Das Forum

Stillstand in Südafrika

Mittwoch, 25. März 2020, 20:30 bis 20:50 Uhr, NDR Info

Traumland mit großen Problemen
Ein Feature von Jana Genth, ARD Studio Johannesburg

Präsident Cyril Ramaphosa im Portrait. © dpa picture alliance Foto: Anngegret Hilse Sven Simon
Präsident Cyril Ramaphosa (ANC) möchte mit der Ausgangssperre die Infektionszahlen niedrig halten.

Auch auf dem afrikanischen Kontinent beginnt sich das Corona-Virus langsam, aber stetig zu verbreiten. In Südafrika hat sich am Montag dieser Woche die Zahl der nachgewiesenen Infektionen innerhalb eines Tages auf 550 nahezu verdoppelt. Im Vergleich zu anderen Ländern ein bislang niedrige Zahl. Südafrikas Präsident Ramaphosa (ANC) hat trotzdem sofort reagiert und eine drastische Ausgangssperre für drei Wochen verhängt, die ab Donnerstag dieser Woche gilt und mit der in Italien vergleichbar ist.
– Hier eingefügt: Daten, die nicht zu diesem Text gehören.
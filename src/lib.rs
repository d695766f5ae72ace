pub mod check;
pub mod collector;
pub mod config;
pub mod container;
pub mod engine;
pub mod error;
pub mod loader;
pub mod namespace;
pub mod registrar;

use std::path::Path;
use std::sync::Arc;

use serde_json::json;
use tera::{Tera, Value};
use tracing::debug;

use crate::collector::TwigDataCollector;
use crate::config::{LoadedConfig, TwigConfig};
use crate::container::{
    Container, Service, COLLECTOR_SERVICE, RESOLVER_SERVICE, TEMPLATES_PARAMETER,
    VIEW_ENGINE_PARAMETER, VIEW_ENGINE_SERVICE,
};
use crate::engine::{TwigViewEngine, ERROR_404_TEMPLATE, ERROR_500_TEMPLATE};
use crate::error::{Result, ViewError};
use crate::loader::{FileLoader, NamespaceLoader};
use crate::namespace::BundleResolver;
use crate::registrar::{register_extensions, run_initializers, ExtensionCategory};

/// Set up the view engine and register it (and the collector, if profiling)
/// on the container.
///
/// Non-namespaced template locations are read relative to `root`. The
/// `namespace.resolver` service must already be registered.
pub fn boot(container: &mut Container, config: &TwigConfig, root: &Path) -> Result<Arc<TwigViewEngine>> {
    debug!("[conga-tera] - setting up tera");

    // 1. Build the engine
    let mut tera = Tera::default();
    if config.autoescape {
        tera.autoescape_on(vec![""]);
    } else {
        tera.autoescape_on(vec![]);
    }

    // 2. Register user defined tags, filters and functions
    for category in ExtensionCategory::REGISTERED {
        let applied = register_extensions(container, category, &mut tera)?;
        debug!(category = category.tag_name(), applied, "registered extensions");
    }

    // 3. Let other services hook in; failures here never stop boot
    let outcome = run_initializers(container, &mut tera);
    debug!(completed = outcome.completed, "ran twig.initialize hooks");

    // 4. Profiler
    let collector = config
        .profiler
        .as_ref()
        .filter(|p| p.is_enabled())
        .map(|p| Arc::new(TwigDataCollector::new(p.clone())));

    // 5. Namespace-aware loader and the engine itself
    let resolver = container
        .resolver(RESOLVER_SERVICE)
        .ok_or_else(|| ViewError::MissingService {
            id: RESOLVER_SERVICE.into(),
        })?;
    let loader = NamespaceLoader::new(FileLoader::new(root), resolver);

    debug!("[conga-tera] - setting tera as view engine");
    let mut engine = TwigViewEngine::new(tera, loader)?.with_globals(&config.options);
    if let Some(collector) = &collector {
        engine = engine.with_collector(collector.clone());
        container.set(COLLECTOR_SERVICE, Service::Collector(collector.clone()));
    }
    let engine = Arc::new(engine);
    container.set(VIEW_ENGINE_SERVICE, Service::ViewEngine(engine.clone()));

    // 6. Tell the host which extension views use and where the error pages live
    container.set_parameter(VIEW_ENGINE_PARAMETER, json!("html.twig"));
    if let Some(Value::Object(groups)) = container.get_parameter_mut(TEMPLATES_PARAMETER) {
        groups.insert(
            "exception".into(),
            json!({
                "error404": { "namespace": ERROR_404_TEMPLATE },
                "error500": { "namespace": ERROR_500_TEMPLATE },
            }),
        );
    }

    Ok(engine)
}

/// Boot from a loaded conga.toml on a fresh container, resolving namespaces
/// against its `[bundles]`.
pub fn boot_from_config(loaded: &LoadedConfig) -> Result<(Container, Arc<TwigViewEngine>)> {
    let mut container = Container::new();
    let resolver = BundleResolver::new(loaded.config.bundles.clone());
    container.set(RESOLVER_SERVICE, Service::Resolver(Arc::new(resolver)));
    container.set_parameter(TEMPLATES_PARAMETER, json!({}));

    let engine = boot(&mut container, &loaded.config.twig, &loaded.root)?;
    Ok((container, engine))
}
impl TwigViewEngine {
    pub fn new(mut tera: Tera, loader: impl TemplateLoader + 'static) -> Result<Self> {
        let builtins = BUILTIN_TEMPLATES.iter().flat_map(|(name, source)| {
            [
                (name.to_string(), *source),
                (format!("{name}{TEMPLATE_SUFFIX}"), *source),
            ]
        });
        tera.add_raw_templates(builtins)
            .map_err(|e| ViewError::TemplateParse {
                template: "conga-twig:exception".into(),
                source: e,
            })?;

        Ok(Self {
            tera: RwLock::new(tera),
            loader: Box::new(loader),
            globals: Context::new(),
            collector: None,
        })
    }

    /// Values available to every template, under their own names.
    pub fn with_globals(mut self, globals: &BTreeMap<String, Value>) -> Self {
        for (key, value) in globals {
            self.globals.insert(key, value);
        }
        self
    }

    pub fn with_collector(mut self, collector: Arc<TwigDataCollector>) -> Self {
        self.collector = Some(collector);
        self
    }

    pub fn collector(&self) -> Option<&Arc<TwigDataCollector>> {
        self.collector.as_ref()
    }

    fn read(&self) -> RwLockReadGuard<'_, Tera> {
        self.tera.read().unwrap_or_else(PoisonError::into_inner)
    }

    fn write(&self) -> RwLockWriteGuard<'_, Tera> {
        self.tera.write().unwrap_or_else(PoisonError::into_inner)
    }

    /// Mutable access to the wrapped engine, e.g. to register a late filter.
    pub fn extend<R>(&self, f: impl FnOnce(&mut Tera) -> R) -> R {
        f(&mut self.write())
    }

    pub fn is_loaded(&self, name: &str) -> bool {
        self.read().get_template_names().any(|n| n == name)
    }

    /// Load `template` and its dependencies without rendering.
    pub fn load(&self, template: &str) -> Result<()> {
        let top = self.collector.as_deref().and_then(|c| c.add_template(template));
        self.load_with(template, top, None)
    }

    fn load_with(&self, template: &str, top: Option<RecordId>, profiler_id: Option<&str>) -> Result<()> {
        let collector = self.collector.as_deref();

        if self.is_loaded(template) {
            if let (Some(c), Some(id)) = (collector, top) {
                c.attach(id, profiler_id);
                c.load_finished(id, json!({ "id": template, "cached": true }), None);
            }
            return Ok(());
        }

        let mut pending = VecDeque::from([(template.to_string(), false, top)]);
        let mut seen = HashSet::from([template.to_string()]);
        let mut batch: Vec<(String, LoadedTemplate, Option<RecordId>)> = Vec::new();

        while let Some((location, optional, record)) = pending.pop_front() {
            let record = record.or_else(|| collector.and_then(|c| c.add_template(&location)));
            if let (Some(c), Some(id)) = (collector, record) {
                c.attach(id, profiler_id);
            }

            let loaded = match self.loader.load(&location) {
                Ok(loaded) => loaded,
                Err(_) if optional => {
                    debug!(location = %location, "optional include not found");
                    if let (Some(c), Some(id)) = (collector, record) {
                        c.discard(id);
                    }
                    continue;
                }
                Err(e) => {
                    let message = error_chain(&e);
                    if let (Some(c), Some(id)) = (collector, record) {
                        c.load_failed(id, &message);
                    }
                    // Nothing read so far gets registered.
                    self.finish_batch(&batch, Some(&message));
                    return Err(e);
                }
            };

            for dep in template_dependencies(&loaded.source) {
                if !seen.contains(&dep.name) && !self.is_loaded(&dep.name) {
                    seen.insert(dep.name.clone());
                    pending.push_back((dep.name, dep.optional, None));
                }
            }
            batch.push((location, loaded, record));
        }

        debug!(template, count = batch.len(), "registering templates");

        // Stage on a copy so a template that fails to parse leaves nothing half-registered.
        let result = {
            let mut tera = self.write();
            let mut staged = tera.clone();
            let added = staged.add_raw_templates(
                batch
                    .iter()
                    .map(|(name, loaded, _)| (name.as_str(), loaded.source.as_str())),
            );
            if added.is_ok() {
                *tera = staged;
            }
            added
        };

        match result {
            Ok(()) => {
                self.finish_batch(&batch, None);
                Ok(())
            }
            Err(e) => {
                let message = error_chain(&e);
                self.finish_batch(&batch, Some(&message));
                Err(ViewError::TemplateParse {
                    template: template.to_string(),
                    source: e,
                })
            }
        }
    }

    fn finish_batch(&self, batch: &[(String, LoadedTemplate, Option<RecordId>)], error: Option<&str>) {
        let Some(collector) = self.collector.as_deref() else {
            return;
        };
        for (name, loaded, record) in batch {
            let Some(id) = *record else {
                continue;
            };
            match error {
                Some(message) => collector.load_failed(id, message),
                None => collector.load_finished(
                    id,
                    json!({ "id": name, "path": loaded.path.to_string_lossy() }),
                    Some(&loaded.source),
                ),
            }
        }
    }

    fn context(&self, data: &Value) -> Result<Context> {
        let mut context = self.globals.clone();
        if !data.is_null() {
            let data = Context::from_value(data.clone())
                .map_err(|e| ViewError::InvalidContext { source: e })?;
            context.extend(data);
        }
        Ok(context)
    }

    /// Render `template` with `data`.
    ///
    /// With a collector attached, every template loaded along the way gets a
    /// record tied to `profiler_id`, and the rendered one also gets render
    /// timings. Errors are recorded and returned unchanged.
    pub fn render(&self, template: &str, data: &Value, profiler_id: Option<&str>) -> Result<String> {
        let collector = self.collector.as_deref();
        let top = collector.and_then(|c| c.add_template(template));

        self.load_with(template, top, profiler_id)?;

        if let (Some(c), Some(id)) = (collector, top) {
            c.render_start(id, profiler_id, data);
        }

        let result = self.context(data).and_then(|context| {
            self.read()
                .render(template, &context)
                .map_err(|e| ViewError::RenderError {
                    template: template.to_string(),
                    source: e,
                })
        });

        if let (Some(c), Some(id)) = (collector, top) {
            let error = result.as_ref().err().map(|e| error_chain(e));
            c.render_finished(id, error.as_deref());
        }

        result
    }

    /// Render the error page for `status`.
    pub fn render_error(&self, status: u16, message: &str, profiler_id: Option<&str>) -> Result<String> {
        let data = json!({ "status": status, "message": message });
        self.render(self.error_template(status), &data, profiler_id)
    }

    pub fn error_template(&self, status: u16) -> &'static str {
        match status {
            404 => ERROR_404_TEMPLATE,
            _ => ERROR_500_TEMPLATE,
        }
    }
}
pub mod schema;

use std::path::{Path, PathBuf};

use crate::error::{Result, ViewError};

pub use schema::{AppConfig, CaptureKind, ProfilerSetting, TwigConfig};

pub const CONFIG_FILE: &str = "conga.toml";

/// A loaded config together with the directory it was read from.
#[derive(Debug, Clone)]
pub struct LoadedConfig {
    pub config: AppConfig,
    pub root: PathBuf,
}

/// Load and validate an AppConfig from a conga.toml file or a directory holding one.
pub fn load_config(path: &Path) -> Result<LoadedConfig> {
    let config_path = if path.is_dir() {
        path.join(CONFIG_FILE)
    } else {
        path.to_path_buf()
    };

    if !config_path.exists() {
        return Err(ViewError::ConfigNotFound { path: config_path });
    }

    let content = std::fs::read_to_string(&config_path).map_err(|e| ViewError::Io {
        context: format!("reading {}", config_path.display()),
        source: e,
    })?;

    let mut config: AppConfig =
        toml::from_str(&content).map_err(|e| ViewError::ConfigParse { source: e })?;

    config.twig.validate()?;

    let root = config_path
        .parent()
        .map(Path::to_path_buf)
        .unwrap_or_default();

    for dir in config.bundles.values_mut() {
        if dir.is_relative() {
            *dir = root.join(&*dir);
        }
    }

    Ok(LoadedConfig { config, root })
}
mod cli;
mod commands;

use clap::Parser;
use cli::{Cli, Commands};
use tracing_subscriber::EnvFilter;

fn main() -> miette::Result<()> {
    tracing_subscriber::fmt()
        .with_env_filter(
            EnvFilter::try_from_default_env().unwrap_or_else(|_| EnvFilter::new("conga_tera=warn")),
        )
        .with_writer(std::io::stderr)
        .init();

    match Cli::parse().command {
        Commands::Render {
            template,
            config,
            data,
            profile,
        } => commands::render::run(template, config, data, profile),
        Commands::Resolve { location, config } => commands::resolve::run(location, config),
        Commands::Check { config } => commands::check::run(config),
    }
}
use clap::{Parser, Subcommand};

#[derive(Parser)]
#[command(
    name = "conga-tera",
    about = "Render and check namespaced Tera views for conga bundles",
    version
)]
pub struct Cli {
    #[command(subcommand)]
    pub command: Commands,
}

#[derive(Subcommand)]
pub enum Commands {
    /// Render a template and print the result
    Render {
        /// Template location, e.g. demo-bundle:default/index
        template: String,

        /// Path to conga.toml or the directory holding it
        #[arg(short, long, default_value = ".")]
        config: String,

        /// Set template data (can be repeated: -d key=value, values may be JSON)
        #[arg(short, long = "data", value_name = "KEY=VALUE")]
        data: Vec<String>,

        /// Print the collected template profile to stderr
        #[arg(long)]
        profile: bool,
    },

    /// Show where a template location resolves to
    Resolve {
        /// Template location, e.g. demo-bundle:default/index
        location: String,

        /// Path to conga.toml or the directory holding it
        #[arg(short, long, default_value = ".")]
        config: String,
    },

    /// Load every bundle template and report syntax errors
    Check {
        /// Path to conga.toml or the directory holding it
        #[arg(short, long, default_value = ".")]
        config: String,
    },
}
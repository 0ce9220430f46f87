//! Task Delegation
//!
//! Request/response types, the black-box execution seam, and the
//! orchestrator that runs one delegation attempt per request. Callers that
//! want retries wrap `delegate_task` themselves.

pub mod request;
pub mod executor;
pub mod orchestrator;

pub use request::*;
pub use executor::*;
pub use orchestrator::*;
//! Execution seam between the hub and executors
//!
//! How an executor performs a task is opaque to the hub. The orchestrator
//! only calls [`TaskExecutor::execute`] and interprets the returned
//! [`ExecutionOutcome`]; transport is the implementor's concern.

use async_trait::async_trait;
use serde::{Deserialize, Serialize};
use tokio_util::sync::CancellationToken;

use crate::executor::ExecutorDescriptor;

use super::TaskRequest;

/// What an executor reports back for one task
#[derive(Debug, Clone, PartialEq, Default, Serialize, Deserialize)]
pub struct ExecutionOutcome {
    pub success: bool,

    pub output: serde_json::Value,

    #[serde(default)]
    pub tools_used: Vec<String>,

    #[serde(default)]
    pub tool_invocations: u32,

    #[serde(default)]
    pub collaboration_used: bool,

    /// Confidence in the result (0-100, clamped by the orchestrator)
    pub confidence: u8,

    /// Internal errors; with `success` this makes the response partial
    #[serde(default)]
    pub errors: Vec<String>,

    #[serde(default)]
    pub warnings: Vec<String>,
}

impl ExecutionOutcome {
    /// Successful outcome with full confidence
    pub fn succeeded(output: serde_json::Value) -> Self {
        Self {
            success: true,
            output,
            confidence: 100,
            ..Self::default()
        }
    }

    /// Reported (not thrown) failure
    pub fn failed(error: impl Into<String>) -> Self {
        Self {
            success: false,
            output: serde_json::Value::Null,
            errors: vec![error.into()],
            ..Self::default()
        }
    }

    pub fn with_tools<I, S>(mut self, tools: I) -> Self
    where
        I: IntoIterator<Item = S>,
        S: Into<String>,
    {
        self.tools_used = tools.into_iter().map(Into::into).collect();
        if self.tool_invocations == 0 {
            self.tool_invocations = u32::try_from(self.tools_used.len()).unwrap_or(u32::MAX);
        }
        self
    }

    pub fn with_confidence(mut self, confidence: u8) -> Self {
        self.confidence = confidence;
        self
    }
}

/// Black-box execution call
///
/// Implementations should watch `cancel` and stop early when it fires; the
/// hub stops tracking a cancelled or timed-out task regardless.
#[async_trait]
pub trait TaskExecutor: Send + Sync {
    async fn execute(
        &self,
        descriptor: &ExecutorDescriptor,
        request: &TaskRequest,
        cancel: CancellationToken,
    ) -> anyhow::Result<ExecutionOutcome>;
}

#[cfg(test)]
mod tests {
    use super::*;

    #[test]
    fn test_outcome_builders() {
        let outcome = ExecutionOutcome::succeeded(serde_json::json!({"ok": true}))
            .with_tools(["git", "cargo"])
            .with_confidence(80);

        assert!(outcome.success);
        assert_eq!(outcome.tool_invocations, 2);
        assert_eq!(outcome.confidence, 80);

        let failed = ExecutionOutcome::failed("lint errors");
        assert!(!failed.success);
        assert_eq!(failed.errors, vec!["lint errors"]);
    }
}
Die Ausgangssperre wird Südafrika in den kommenden Wochen schwer treffen, vor allem wirtschaftlich. 30 Jahre nach dem eingeleiteten politischen Wandel ist das Land tief gespalten. Armut und Wirtschaftskrise prägen das Leben. Stromabschaltungen gehören zum Alltag. Viele Menschen sind bereits in andere Länder ausgewandert. Doch es gibt eine Gegenbewegung: immer mehr Menschen rufen fast trotzig „Stay“.  Mit der Corona-Pandemie steht Südafrika vor einer weiteren schweren Belastungsprobe.